The programme comprises two main parts: 1) an evidence-based identification form to identify patients at risk of dropout from CR due to being in a vulnerable situation and 2) an add-on intervention targeted these patients.
The study will be guided by the Medical Research Council's framework for developing and evaluating complex interventions (MRC). The development follows an iterative three-stage process guided by the framework for co-producing and prototyping of healthcare interventions. Stage 1 is preparation by considering the knowledgebase. Building on this knowledge, stage 2 and 3 includes a co-production and prototyping process, aiming to develop, field test and adapt the programme, deemed ready for feasibility testing.
The feasibility study will be designed as a single-arm follow-up study conducted in two community health care centres in Denmark. Process data will be collected continuously over a six-months period and at the study's conclusion, focussing on three dimensions: implementation (reach and fidelity), acceptability, and mechanism of impact.
Despite advancements in reducing cardiovascular disease, heart disease remains a significant health issue. Cardiac rehabilitation (CR) is crucial for recovery, with evidence showing its positive impact on morbidity, mortality, and functioning. However, dropout rates, especially among patients in a vulnerable situation, are high due to social inequalities and lack of tailored interventions. To implement interventions for individuals in a vulnerable situation, it is necessary to: 1) identify the target group and 2) develop an intervention tailored to the group. There is currently no such intervention within the field of CR. Therefore, we developed, and feasibility tested the Heart Priority Programme aiming to reduce dropouts in cardiac rehabilitation among patients in a vulnerable situation.
The purpose is to develop the Heart Priority Programme in close collaboration with stakeholders and subsequently conduct a feasibility study in community healthcare services within the Central Denmark Region.

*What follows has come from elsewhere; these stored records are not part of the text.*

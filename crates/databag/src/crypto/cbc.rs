//! AES-256-CBC with PKCS#7 padding, used by scheme versions 1 and 2.

use aes::cipher::{BlockDecrypt, BlockEncrypt, KeyInit};
use aes::{Aes256, Block};

use super::cipher::CipherError;

/// AES block size and CBC IV length.
pub const BLOCK_LEN: usize = 16;

/// Encrypt `plaintext`, padding it to a whole number of blocks.
pub fn encrypt(key: &[u8], iv: &[u8; BLOCK_LEN], plaintext: &[u8]) -> Result<Vec<u8>, CipherError> {
    let cipher = build_cipher(key)?;

    let pad = BLOCK_LEN - plaintext.len() % BLOCK_LEN;
    let mut padded = Vec::with_capacity(plaintext.len() + pad);
    padded.extend_from_slice(plaintext);
    padded.resize(plaintext.len() + pad, pad as u8);

    let mut prev = *iv;
    let mut out = Vec::with_capacity(padded.len());
    for chunk in padded.chunks_exact(BLOCK_LEN) {
        let mut block = Block::clone_from_slice(chunk);
        xor_block(&mut block, &prev);
        cipher.encrypt_block(&mut block);
        prev.copy_from_slice(&block);
        out.extend_from_slice(&block);
    }
    Ok(out)
}

/// Decrypt `ciphertext` and strip its padding.
///
/// # Errors
///
/// Returns [`CipherError::InvalidFormat`] if the ciphertext is empty or not
/// block-aligned, and [`CipherError::BadPadding`] if the padding is invalid
/// (the usual outcome of decrypting with the wrong key).
pub fn decrypt(key: &[u8], iv: &[u8; BLOCK_LEN], ciphertext: &[u8]) -> Result<Vec<u8>, CipherError> {
    if ciphertext.is_empty() || ciphertext.len() % BLOCK_LEN != 0 {
        return Err(CipherError::InvalidFormat("encrypted_data"));
    }
    let cipher = build_cipher(key)?;

    let mut prev = *iv;
    let mut out = Vec::with_capacity(ciphertext.len());
    for chunk in ciphertext.chunks_exact(BLOCK_LEN) {
        let mut block = Block::clone_from_slice(chunk);
        cipher.decrypt_block(&mut block);
        xor_block(&mut block, &prev);
        prev.copy_from_slice(chunk);
        out.extend_from_slice(&block);
    }

    let pad = usize::from(out[out.len() - 1]);
    if pad == 0 || pad > BLOCK_LEN || out[out.len() - pad..].iter().any(|&b| usize::from(b) != pad) {
        return Err(CipherError::BadPadding);
    }
    out.truncate(out.len() - pad);
    Ok(out)
}

fn xor_block(block: &mut Block, other: &[u8; BLOCK_LEN]) {
    for (b, o) in block.iter_mut().zip(other) {
        *b ^= o;
    }
}

fn build_cipher(key: &[u8]) -> Result<Aes256, CipherError> {
    Aes256::new_from_slice(key).map_err(|_| CipherError::InvalidKeyLength)
}

#[cfg(test)]
mod tests {
    use super::*;

    const KEY: [u8; 32] = [0x42; 32];
    const IV: [u8; BLOCK_LEN] = [0x07; BLOCK_LEN];

    #[test]
    fn round_trip_various_lengths() {
        for len in [0usize, 1, 15, 16, 17, 31, 32, 100] {
            let plaintext = vec![0xABu8; len];
            let ct = encrypt(&KEY, &IV, &plaintext).unwrap();
            assert_eq!(ct.len() % BLOCK_LEN, 0);
            assert!(ct.len() > plaintext.len());
            assert_eq!(decrypt(&KEY, &IV, &ct).unwrap(), plaintext);
        }
    }

    #[test]
    fn known_answer_first_block() {
        // NIST SP 800-38A F.2.5 (CBC-AES256.Encrypt), first block.
        let key: [u8; 32] = [
            0x60, 0x3d, 0xeb, 0x10, 0x15, 0xca, 0x71, 0xbe, 0x2b, 0x73, 0xae, 0xf0, 0x85, 0x7d,
            0x77, 0x81, 0x1f, 0x35, 0x2c, 0x07, 0x3b, 0x61, 0x08, 0xd7, 0x2d, 0x98, 0x10, 0xa3,
            0x09, 0x14, 0xdf, 0xf4,
        ];
        let iv: [u8; 16] = [
            0x00, 0x01, 0x02, 0x03, 0x04, 0x05, 0x06, 0x07, 0x08, 0x09, 0x0a, 0x0b, 0x0c, 0x0d,
            0x0e, 0x0f,
        ];
        let plaintext: [u8; 16] = [
            0x6b, 0xc1, 0xbe, 0xe2, 0x2e, 0x40, 0x9f, 0x96, 0xe9, 0x3d, 0x7e, 0x11, 0x73, 0x93,
            0x17, 0x2a,
        ];
        let expected: [u8; 16] = [
            0xf5, 0x8c, 0x4c, 0x04, 0xd6, 0xe5, 0xf1, 0xba, 0x77, 0x9e, 0xab, 0xfb, 0x5f, 0x7b,
            0xfb, 0xd6,
        ];
        let ct = encrypt(&key, &iv, &plaintext).unwrap();
        assert_eq!(&ct[..16], &expected);
    }

    #[test]
    fn wrong_key_fails_padding_or_garbles() {
        let ct = encrypt(&KEY, &IV, b"{\"json_wrapper\":\"hello\"}").unwrap();
        match decrypt(&[0x43; 32], &IV, &ct) {
            Err(CipherError::BadPadding) => {}
            Ok(garbled) => assert_ne!(garbled, b"{\"json_wrapper\":\"hello\"}"),
            Err(other) => panic!("unexpected error: {other}"),
        }
    }

    #[test]
    fn rejects_unaligned_ciphertext() {
        assert!(matches!(
            decrypt(&KEY, &IV, &[0u8; 15]),
            Err(CipherError::InvalidFormat(_))
        ));
        assert!(matches!(
            decrypt(&KEY, &IV, &[]),
            Err(CipherError::InvalidFormat(_))
        ));
    }

    #[test]
    fn rejects_short_key() {
        assert!(matches!(
            encrypt(&[0u8; 16], &IV, b"x"),
            Err(CipherError::InvalidKeyLength)
        ));
    }
}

The study follows the Medical Research Council's framework for developing complex interventions, focusing on the development and feasibility phases.
First a development study will be conducted. The development of the Heart Priority Programme will follow a three-stage iterative process, including evidence review, stakeholder consultations, co-production of intervention content, and prototyping involving close collaboration between cardiac patients, healthcare professionals, and researchers. The Heart Priority Programme encompasses two main parts: 1) an evidence-based identification form to identify patients being in a vulnerable situation (professional tool to be used during the initial consultation) and 2) an add-on intervention to supplement standard CR targeted these patients.
Subsequently, a feasibility study designed as a single-arm follow-up study will be conducted in two community healthcare services in Central Denmark Region. The programme is delivered by the CR team. The evidence-based identification form will be used for all cardiac patients referred to CR and fulfilled during the initial consultation. If the healthcare professional identifies a patient at risk of dropout due to being in a vulnerable situation this patient will receive the add-on intervention targeted these patients. The add-on intervention encompasses three core elements:
The add-intervention will be described in detailed in accordance with the Template for Intervention Description and Replication (TIDieR)
Both quantitative (data from the identification form) and qualitative methods (data from feedback meetings with healthcare professionals) will be used to collect data. Process data will be collected continuously over a six-months period and at the study's conclusion, focussing on three dimensions: implementation (reach and fidelity), acceptability, and mechanism of impact. Descriptive statistics will be used to analyse implementation data, while content-driven analysis will be applied to assess acceptability and mechanisms of impact. Based on clinical and research judgment, a convenience sample of at least 150 cardiac patients referred to CR was deemed sufficient to adequately represent the target population and provide data for the feasibility study.
According to Danish legislation and the Act on Biomedical Research Ethics Committee System in Denmark, research without human biological material does not require approval from an ethics committee (§14 Section 2). The study was registered and approved by the Data Protection Agency of Central Denmark Region (1-16-02-121-24). Cardiac patients and healthcare professionals provide written informed consent to participate in the co-production process, like participants in the feasibility test.
If the feasibility study yields promising results, a larger-scale study will be conducted to evaluate the Heart Priority Programme's overall impact on dropout rates in cardiac rehabilitation.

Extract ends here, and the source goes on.